GIVEN DATA
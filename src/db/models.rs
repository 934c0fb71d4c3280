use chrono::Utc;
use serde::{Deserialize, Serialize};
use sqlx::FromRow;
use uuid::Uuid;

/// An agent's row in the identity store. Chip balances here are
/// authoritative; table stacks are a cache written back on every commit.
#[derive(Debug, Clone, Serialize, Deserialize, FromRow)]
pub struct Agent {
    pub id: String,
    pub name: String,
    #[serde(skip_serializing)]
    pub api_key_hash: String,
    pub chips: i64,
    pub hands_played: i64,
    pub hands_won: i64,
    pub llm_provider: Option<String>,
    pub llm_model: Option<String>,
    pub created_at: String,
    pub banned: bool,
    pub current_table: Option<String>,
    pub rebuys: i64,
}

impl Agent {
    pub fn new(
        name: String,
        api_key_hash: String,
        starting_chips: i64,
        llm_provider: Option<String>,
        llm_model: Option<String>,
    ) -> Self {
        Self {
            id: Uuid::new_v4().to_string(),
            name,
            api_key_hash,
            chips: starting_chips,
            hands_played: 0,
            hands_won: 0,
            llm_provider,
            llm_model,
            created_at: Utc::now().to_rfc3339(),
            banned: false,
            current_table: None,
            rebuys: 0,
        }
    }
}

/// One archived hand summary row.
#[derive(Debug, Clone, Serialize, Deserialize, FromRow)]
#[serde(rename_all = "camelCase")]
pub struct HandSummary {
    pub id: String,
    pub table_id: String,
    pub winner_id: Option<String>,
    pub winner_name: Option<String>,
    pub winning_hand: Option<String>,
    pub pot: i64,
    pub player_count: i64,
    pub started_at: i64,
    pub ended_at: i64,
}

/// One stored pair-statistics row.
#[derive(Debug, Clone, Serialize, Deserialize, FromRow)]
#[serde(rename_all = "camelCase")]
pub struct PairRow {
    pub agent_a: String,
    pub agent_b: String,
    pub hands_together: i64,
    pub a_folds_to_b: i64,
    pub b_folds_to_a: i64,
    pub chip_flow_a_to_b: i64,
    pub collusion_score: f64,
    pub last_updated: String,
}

PROBLEM
Reproduce the listing above in full, word for word.

OUTPUT OF THE EXERCISE
filename src/db/models.rs
repository 934c0fb71d4c3280
use chrono::Utc;
use serde::{Deserialize, Serialize};
use sqlx::FromRow;
use uuid::Uuid;

/// An agent's row in the identity store. Chip balances here are
/// authoritative; table stacks are a cache written back on every commit.
#[derive(Debug, Clone, Serialize, Deserialize, FromRow)]
pub struct Agent {
    pub id: String,
    pub name: String,
    #[serde(skip_serializing)]
    pub api_key_hash: String,
    pub chips: i64,
    pub hands_played: i64,
    pub hands_won: i64,
    pub llm_provider: Option<String>,
    pub llm_model: Option<String>,
    pub created_at: String,
    pub banned: bool,
    pub current_table: Option<String>,
    pub rebuys: i64,
}

impl Agent {
    pub fn new(
        name: String,
        api_key_hash: String,
        starting_chips: i64,
        llm_provider: Option<String>,
        llm_model: Option<String>,
    ) -> Self {
        Self {
            id: Uuid::new_v4().to_string(),
            name,
            api_key_hash,
            chips: starting_chips,
            hands_played: 0,
            hands_won: 0,
            llm_provider,
            llm_model,
            created_at: Utc::now().to_rfc3339(),
            banned: false,
            current_table: None,
            rebuys: 0,
        }
    }
}

/// One archived hand summary row.
#[derive(Debug, Clone, Serialize, Deserialize, FromRow)]
#[serde(rename_all = "camelCase")]
pub struct HandSummary {
    pub id: String,
    pub table_id: String,
    pub winner_id: Option<String>,
    pub winner_name: Option<String>,
    pub winning_hand: Option<String>,
    pub pot: i64,
    pub player_count: i64,
    pub started_at: i64,
    pub ended_at: i64,
}

/// One stored pair-statistics row.
#[derive(Debug, Clone, Serialize, Deserialize, FromRow)]
#[serde(rename_all = "camelCase")]
pub struct PairRow {
    pub agent_a: String,
    pub agent_b: String,
    pub hands_together: i64,
    pub a_folds_to_b: i64,
    pub b_folds_to_a: i64,
    pub chip_flow_a_to_b: i64,
    pub collusion_score: f64,
    pub last_updated: String,
}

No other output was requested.